El cementerio de la Santísima Trinidad, considerado el más importante de la ciudad por el número de visitantes que recibe, los cuales llegan a ser más de 10 mil solo durante la celebración de Fieles Difuntos, se ha convertido en un riesgo sanitario desestimado por las autoridades municipales.
El penetrante olor a descomposición de materia orgánica y la humedad imperante en este predio ubicado en una zona densamente poblada entre Poza Rica y Coatzintla, con una superficie superior a las 9.5 hectáreas, acentúa las advertencias acerca de la saturación de tumbas, que también amenaza con hacer crisis.

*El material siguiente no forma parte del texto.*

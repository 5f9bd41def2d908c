//! Results collection and output for road-network negotiation experiments.
//!
//! Captures metrics like:
//! - Finalized vs terminated Travellers
//! - Realized cost against the first-plan cost
//! - Message volume and active agents per round

use std::collections::HashMap;
use std::path::Path;

use anyhow::Result;
use chrono::{DateTime, Utc};
use serde::{Deserialize, Serialize};

use negotiation_kernel::{RoundReport, SimulationReport, TravellerOutcome};

/// Results from a single experiment run.
#[derive(Debug, Clone, Serialize, Deserialize)]
pub struct ExperimentResult {
    /// Experiment configuration
    pub config: ExperimentConfig,
    /// Unique id of this run
    pub run_id: String,
    pub started_at: DateTime<Utc>,
    pub ended_at: DateTime<Utc>,
    /// Router ticks executed
    pub total_ticks: usize,
    pub finalized: usize,
    pub terminated: usize,
    /// Sum of final costs over finalized Travellers
    pub total_cost: i64,
    /// Sum of first-plan costs over every routed Traveller
    pub total_initial_cost: i64,
    /// Sum of first-plan costs over finalized Travellers
    pub finalized_initial_cost: i64,
    /// Per-round metrics
    pub round_metrics: Vec<RoundMetrics>,
    /// Every Traveller outcome, in settlement order
    pub settlements: Vec<SettlementRecord>,
    pub duration_ms: u64,
}

impl ExperimentResult {
    /// Fill the aggregate fields from a final simulation report.
    pub fn from_report(
        config: ExperimentConfig,
        run_id: String,
        started_at: DateTime<Utc>,
        report: &SimulationReport,
        round_metrics: Vec<RoundMetrics>,
        settlements: Vec<SettlementRecord>,
    ) -> Self {
        let ended_at = Utc::now();
        let duration_ms = (ended_at - started_at).num_milliseconds().max(0) as u64;
        Self {
            config,
            run_id,
            started_at,
            ended_at,
            total_ticks: report.ticks,
            finalized: report.finalized,
            terminated: report.terminated,
            total_cost: report.total_cost,
            total_initial_cost: report.total_initial_cost,
            finalized_initial_cost: report.finalized_initial_cost,
            round_metrics,
            settlements,
            duration_ms,
        }
    }

    pub fn finalize_rate(&self) -> f64 {
        let total = self.finalized + self.terminated;
        if total == 0 {
            return 0.0;
        }
        self.finalized as f64 / total as f64
    }

    /// Extra cost the negotiation added over the finalized Travellers' first plans.
    pub fn cost_difference(&self) -> i64 {
        self.total_cost - self.finalized_initial_cost
    }

    /// Mean realized cost per finalized Traveller.
    pub fn mean_cost(&self) -> Option<f64> {
        (self.finalized > 0).then(|| self.total_cost as f64 / self.finalized as f64)
    }
}

/// Configuration for an experiment.
#[derive(Debug, Clone, Serialize, Deserialize)]
pub struct ExperimentConfig {
    /// Location scheduling strategy name
    pub strategy: String,
    /// Number of Travellers
    pub travellers: usize,
    /// Round budget per Traveller
    pub dw_budget: u32,
    /// Lattice side length (0 when loaded from files)
    pub grid: usize,
    /// Roads in the network
    pub roads: usize,
    /// Trial number (for repeated experiments)
    pub trial: usize,
    /// Random seed (if reproducible)
    pub seed: Option<u64>,
}

/// Metrics for a single round.
#[derive(Debug, Clone, Serialize, Deserialize)]
pub struct RoundMetrics {
    pub tick: usize,
    pub messages_to_locations: usize,
    pub messages_to_travellers: usize,
    pub finalized: usize,
    pub terminated: usize,
    pub active_travellers: usize,
    pub active_locations: usize,
    pub violations: usize,
    pub duration_ms: u64,
}

impl RoundMetrics {
    pub fn from_report(report: &RoundReport, duration_ms: u64) -> Self {
        Self {
            tick: report.tick,
            messages_to_locations: report.messages_to_locations,
            messages_to_travellers: report.messages_to_travellers,
            finalized: report.finalized,
            terminated: report.terminated,
            active_travellers: report.active_travellers,
            active_locations: report.active_locations,
            violations: report.violations,
            duration_ms,
        }
    }
}

/// One Traveller leaving the negotiation.
#[derive(Debug, Clone, Serialize, Deserialize)]
pub struct SettlementRecord {
    /// Router tick after which it settled (0 for Travellers with no route)
    pub tick: usize,
    pub traveller: u32,
    pub status: String,
    pub initial_cost: Option<i64>,
    pub final_cost: Option<i64>,
    pub rounds: u32,
}

impl SettlementRecord {
    pub fn new(tick: usize, outcome: &TravellerOutcome) -> Self {
        Self {
            tick,
            traveller: outcome.traveller.0,
            status: outcome.status.to_string(),
            initial_cost: outcome.initial_cost,
            final_cost: outcome.final_cost,
            rounds: outcome.rounds,
        }
    }
}

/// Aggregate results from a grid experiment.
#[derive(Debug, Clone, Serialize, Deserialize)]
pub struct GridResults {
    /// All individual results
    pub results: Vec<ExperimentResult>,
    /// Summary statistics by configuration
    pub summary: HashMap<String, ConfigSummary>,
}

/// Summary statistics for a configuration.
#[derive(Debug, Clone, Serialize, Deserialize)]
pub struct ConfigSummary {
    pub config_key: String,
    pub trials: usize,
    /// Finalized share over every Traveller in every trial
    pub finalize_rate: f64,
    /// Standard error of finalize rate: sqrt(p(1-p)/n)
    pub finalize_rate_se: f64,
    /// 95% confidence interval for finalize rate: (lower, upper)
    pub finalize_rate_ci: (f64, f64),
    /// Mean per-trial cost of a finalized Traveller
    pub avg_cost: f64,
    /// Standard error of avg_cost
    pub avg_cost_se: f64,
    pub avg_cost_difference: f64,
    pub avg_ticks: f64,
    pub min_ticks: usize,
    pub max_ticks: usize,
}

/// Mean and standard error (std_dev / sqrt(n)).
fn mean_and_se(values: &[f64]) -> (f64, f64) {
    if values.is_empty() {
        return (0.0, 0.0);
    }
    let n = values.len() as f64;
    let mean = values.iter().sum::<f64>() / n;
    if values.len() < 2 {
        return (mean, 0.0);
    }
    let variance = values.iter().map(|v| (v - mean).powi(2)).sum::<f64>() / (n - 1.0);
    (mean, variance.sqrt() / n.sqrt())
}

impl GridResults {
    /// Create a new empty grid results.
    pub fn new() -> Self {
        Self {
            results: Vec::new(),
            summary: HashMap::new(),
        }
    }

    /// Add a result.
    pub fn add(&mut self, result: ExperimentResult) {
        self.results.push(result);
    }

    /// Compute summary statistics.
    pub fn compute_summary(&mut self) {
        let mut by_config: HashMap<String, Vec<&ExperimentResult>> = HashMap::new();

        for result in &self.results {
            let key = format!(
                "{}:travellers={}:dw={}",
                result.config.strategy, result.config.travellers, result.config.dw_budget
            );
            by_config.entry(key).or_default().push(result);
        }

        for (key, results) in by_config {
            let trials = results.len();
            let finalized: usize = results.iter().map(|r| r.finalized).sum();
            let travellers: usize = results.iter().map(|r| r.finalized + r.terminated).sum();
            let n = travellers.max(1) as f64;
            let finalize_rate = finalized as f64 / n;

            // Standard error for proportion: SE = sqrt(p(1-p)/n)
            let finalize_rate_se = if travellers > 1 {
                (finalize_rate * (1.0 - finalize_rate) / n).sqrt()
            } else {
                0.0
            };

            // 95% CI: p ± 1.96 * SE, clamped to [0, 1]
            let z = 1.96;
            let finalize_rate_ci = (
                (finalize_rate - z * finalize_rate_se).max(0.0),
                (finalize_rate + z * finalize_rate_se).min(1.0),
            );

            let costs: Vec<f64> = results.iter().filter_map(|r| r.mean_cost()).collect();
            let (avg_cost, avg_cost_se) = mean_and_se(&costs);

            let differences: Vec<f64> = results.iter().map(|r| r.cost_difference() as f64).collect();
            let (avg_cost_difference, _) = mean_and_se(&differences);

            let ticks: Vec<f64> = results.iter().map(|r| r.total_ticks as f64).collect();
            let (avg_ticks, _) = mean_and_se(&ticks);
            let min_ticks = results.iter().map(|r| r.total_ticks).min().unwrap_or(0);
            let max_ticks = results.iter().map(|r| r.total_ticks).max().unwrap_or(0);

            self.summary.insert(
                key.clone(),
                ConfigSummary {
                    config_key: key,
                    trials,
                    finalize_rate,
                    finalize_rate_se,
                    finalize_rate_ci,
                    avg_cost,
                    avg_cost_se,
                    avg_cost_difference,
                    avg_ticks,
                    min_ticks,
                    max_ticks,
                },
            );
        }
    }

    /// Save results to a JSON file.
    pub fn save(&self, path: impl AsRef<Path>) -> Result<()> {
        let json = serde_json::to_string_pretty(self)?;
        std::fs::write(path, json)?;
        Ok(())
    }

    /// Load results from a JSON file.
    pub fn load(path: impl AsRef<Path>) -> Result<Self> {
        let json = std::fs::read_to_string(path)?;
        let results = serde_json::from_str(&json)?;
        Ok(results)
    }
}

impl Default for GridResults {
    fn default() -> Self {
        Self::new()
    }
}

/// Format a duration in milliseconds for display.
pub fn format_duration(ms: u64) -> String {
    if ms < 1000 {
        format!("{}ms", ms)
    } else if ms < 60_000 {
        format!("{:.1}s", ms as f64 / 1000.0)
    } else {
        format!("{:.1}m", ms as f64 / 60_000.0)
    }
}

La maleza dificulta el paso por la mayoría de los pasillos de la necrópolis, las bolsas de desechos y las canastas que alguna vez fueron arreglos florales se mezclan con la hojarasca y atraen fauna nociva que encuentra ahí su alimento, en una imagen que subraya en la mente del visitante la descomposición natural de los restos humanos bajo tierra.
Habilitado hace más de seis décadas como panteón, este terreno irregular, cruzado por un arroyo que se forma durante la temporada de lluvias intensas, ofrece actualmente un espectáculo de decenas de tumbas abiertas que se han llenado de agua estancada y en un par de pozas ubicadas en la zona sureste se pueden apreciar féretros abiertos. “¡Uy, joven!, solo se ven tres, pero en el fondo hay como diez ataúdes”, aclara un albañil que frecuentemente acude a reparar tumbas.